◆ What this task involves
Look through the lines below and extract any with the word "body".

◆ Records

+---+

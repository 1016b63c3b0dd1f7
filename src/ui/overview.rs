use eframe::egui::{self, RichText, ScrollArea, Ui};
use egui_extras::{Column, TableBuilder};
use nfhs_explorer::data::describe::{dimensions, ColumnSummary};
use nfhs_explorer::Dataset;

use crate::state::AppState;

const ROW_HEIGHT: f32 = 20.0;

// ---------------------------------------------------------------------------
// Overview tab: dimensions, preview, summary statistics
// ---------------------------------------------------------------------------

pub fn overview(ui: &mut Ui, state: &AppState) {
    let Some(dataset) = &state.dataset else {
        ui.centered_and_justified(|ui: &mut Ui| {
            ui.heading("Open a dataset to begin  (File → Open…)");
        });
        return;
    };

    ScrollArea::vertical()
        .auto_shrink([false, false])
        .show(ui, |ui: &mut Ui| {
            ui.heading("Dataset Preview");
            ui.push_id("preview_table", |ui: &mut Ui| {
                ScrollArea::horizontal().show(ui, |ui: &mut Ui| {
                    preview_table(ui, dataset, state.config.preview_rows);
                });
            });
            ui.add_space(12.0);

            ui.heading("Dataset Dimensions");
            let dims = dimensions(dataset);
            ui.label(
                RichText::new(format!(
                    "The dataset contains {} rows and {} columns.",
                    dims.rows, dims.columns
                ))
                .strong(),
            );
            ui.add_space(12.0);

            ui.heading("Summary Statistics");
            ui.push_id("summary_table", |ui: &mut Ui| {
                ScrollArea::horizontal().show(ui, |ui: &mut Ui| {
                    summary_table(ui, &state.summaries);
                });
            });
        });
}

fn preview_table(ui: &mut Ui, dataset: &Dataset, n_rows: usize) {
    let names = dataset.column_names();
    let n_rows = n_rows.min(dataset.len());

    TableBuilder::new(ui)
        .striped(true)
        .vscroll(false)
        .columns(Column::auto().at_most(260.0).clip(true), names.len())
        .header(ROW_HEIGHT * 2.0, |mut header| {
            for name in names {
                header.col(|ui: &mut Ui| {
                    ui.add(egui::Label::new(RichText::new(name).strong()).wrap());
                });
            }
        })
        .body(|mut body| {
            for row in 0..n_rows {
                body.row(ROW_HEIGHT, |mut table_row| {
                    for name in names {
                        table_row.col(|ui: &mut Ui| {
                            let text = dataset
                                .cell(row, name)
                                .map(ToString::to_string)
                                .unwrap_or_default();
                            ui.label(text);
                        });
                    }
                });
            }
        });
}

fn summary_table(ui: &mut Ui, summaries: &[ColumnSummary]) {
    const HEADERS: [&str; 9] = ["column", "count", "mean", "std", "min", "25%", "50%", "75%", "max"];

    TableBuilder::new(ui)
        .striped(true)
        .vscroll(false)
        .column(Column::auto().at_most(420.0).clip(true))
        .columns(Column::auto().at_least(64.0), HEADERS.len() - 1)
        .header(ROW_HEIGHT, |mut header| {
            for h in HEADERS {
                header.col(|ui: &mut Ui| {
                    ui.strong(h);
                });
            }
        })
        .body(|body| {
            body.rows(ROW_HEIGHT, summaries.len(), |mut table_row| {
                let s = &summaries[table_row.index()];
                let std = s.std.map(|v| format!("{v:.3}")).unwrap_or_else(|| "-".into());
                let cells = [
                    s.column.clone(),
                    s.count.to_string(),
                    format!("{:.3}", s.mean),
                    std,
                    format!("{:.3}", s.min),
                    format!("{:.3}", s.q1),
                    format!("{:.3}", s.median),
                    format!("{:.3}", s.q3),
                    format!("{:.3}", s.max),
                ];
                for text in cells {
                    table_row.col(|ui: &mut Ui| {
                        ui.label(text);
                    });
                }
            });
        });
}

+---+

◆ Reply to the exercise
        .body(|mut body| {
                body.row(ROW_HEIGHT, |mut table_row| {
        .body(|body| {
            body.rows(ROW_HEIGHT, summaries.len(), |mut table_row| {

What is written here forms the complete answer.